----- Extracted data -----

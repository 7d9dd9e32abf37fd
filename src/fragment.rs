//! Transform builder: text run to replacement fragment.

use crate::analyzer::WordAnalyzer;
use crate::error::ReadifyError;
use crate::segment::{segment, TokenKind};

/// Tag and class names hosts use when materializing a [`Fragment`].
///
/// The classifier ignores elements carrying these classes, so emitted output
/// is never scanned again even if its processing mark is lost.
#[derive(Clone, Copy, Debug, PartialEq, Eq)]
pub struct OutputMarkers {
    /// Inline wrapper tag for the fragment container and word pieces.
    pub tag: &'static str,
    /// Class on the fragment container and plain remainders.
    pub plain_class: &'static str,
    /// Class on emphasized prefixes.
    pub emphasis_class: &'static str,
}

impl Default for OutputMarkers {
    fn default() -> Self {
        Self {
            tag: "readify-span",
            plain_class: "readify-text",
            emphasis_class: "readify-bold",
        }
    }
}

/// One piece of a replacement fragment.
#[derive(Clone, Debug, PartialEq, Eq)]
pub enum FragmentPiece {
    /// Verbatim text.
    Text(String),
    /// Word split into an emphasized prefix and an optional plain remainder.
    Word { emphasis: String, rest: String },
}

impl FragmentPiece {
    fn push_text(&self, out: &mut String) {
        match self {
            FragmentPiece::Text(text) => out.push_str(text),
            FragmentPiece::Word { emphasis, rest } => {
                out.push_str(emphasis);
                out.push_str(rest);
            }
        }
    }
}

/// Structured replacement for one text node.
#[derive(Clone, Debug, PartialEq, Eq)]
pub struct Fragment {
    pieces: Vec<FragmentPiece>,
    markers: OutputMarkers,
}

impl Fragment {
    pub fn pieces(&self) -> &[FragmentPiece] {
        &self.pieces
    }

    pub fn markers(&self) -> OutputMarkers {
        self.markers
    }

    /// Number of emphasized words.
    pub fn emphasized_words(&self) -> usize {
        self.pieces
            .iter()
            .filter(|piece| matches!(piece, FragmentPiece::Word { .. }))
            .count()
    }

    /// Original text, reassembled from the pieces.
    pub fn plain_text(&self) -> String {
        let mut out = String::new();
        for piece in &self.pieces {
            piece.push_text(&mut out);
        }
        out
    }

    fn push_verbatim(&mut self, text: &str) {
        if text.is_empty() {
            return;
        }
        if let Some(FragmentPiece::Text(last)) = self.pieces.last_mut() {
            last.push_str(text);
            return;
        }
        self.pieces.push(FragmentPiece::Text(text.to_string()));
    }
}

/// Build the replacement fragment for `text`.
///
/// Fails with an `EmptyInput` error when the text is blank or holds no
/// alphabetic run of two or more letters; callers keep the original text.
pub fn build_fragment(
    text: &str,
    analyzer: &mut WordAnalyzer,
    markers: OutputMarkers,
) -> Result<Fragment, ReadifyError> {
    if text.trim().is_empty() {
        return Err(ReadifyError::empty_input());
    }
    let tokens = segment(text);
    if tokens.iter().all(|t| t.kind == TokenKind::Plain) {
        return Err(ReadifyError::empty_input());
    }

    let mut fragment = Fragment {
        pieces: Vec::with_capacity(tokens.len()),
        markers,
    };
    for token in tokens {
        if token.kind != TokenKind::Word {
            fragment.push_verbatim(token.text);
            continue;
        }
        let bold_length = analyzer.analyze(token.text).bold_length;
        if bold_length == 0 {
            fragment.push_verbatim(token.text);
            continue;
        }
        let split = token
            .text
            .char_indices()
            .nth(bold_length)
            .map_or(token.text.len(), |(idx, _)| idx);
        let (emphasis, rest) = token.text.split_at(split);
        fragment.pieces.push(FragmentPiece::Word {
            emphasis: emphasis.to_string(),
            rest: rest.to_string(),
        });
    }
    Ok(fragment)
}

-----

__Exercise details__.
Could you please copy the lines of the listing above exactly, from its first line through the line bearing "pub struct OutputMarkers", and nothing more?

__Finished exercise__.
repository 7d9dd9e32abf37fd
filename src/fragment.rs
//! Transform builder: text run to replacement fragment.

use crate::analyzer::WordAnalyzer;
use crate::error::ReadifyError;
use crate::segment::{segment, TokenKind};

/// Tag and class names hosts use when materializing a [`Fragment`].
///
/// The classifier ignores elements carrying these classes, so emitted output
/// is never scanned again even if its processing mark is lost.
#[derive(Clone, Copy, Debug, PartialEq, Eq)]
pub struct OutputMarkers {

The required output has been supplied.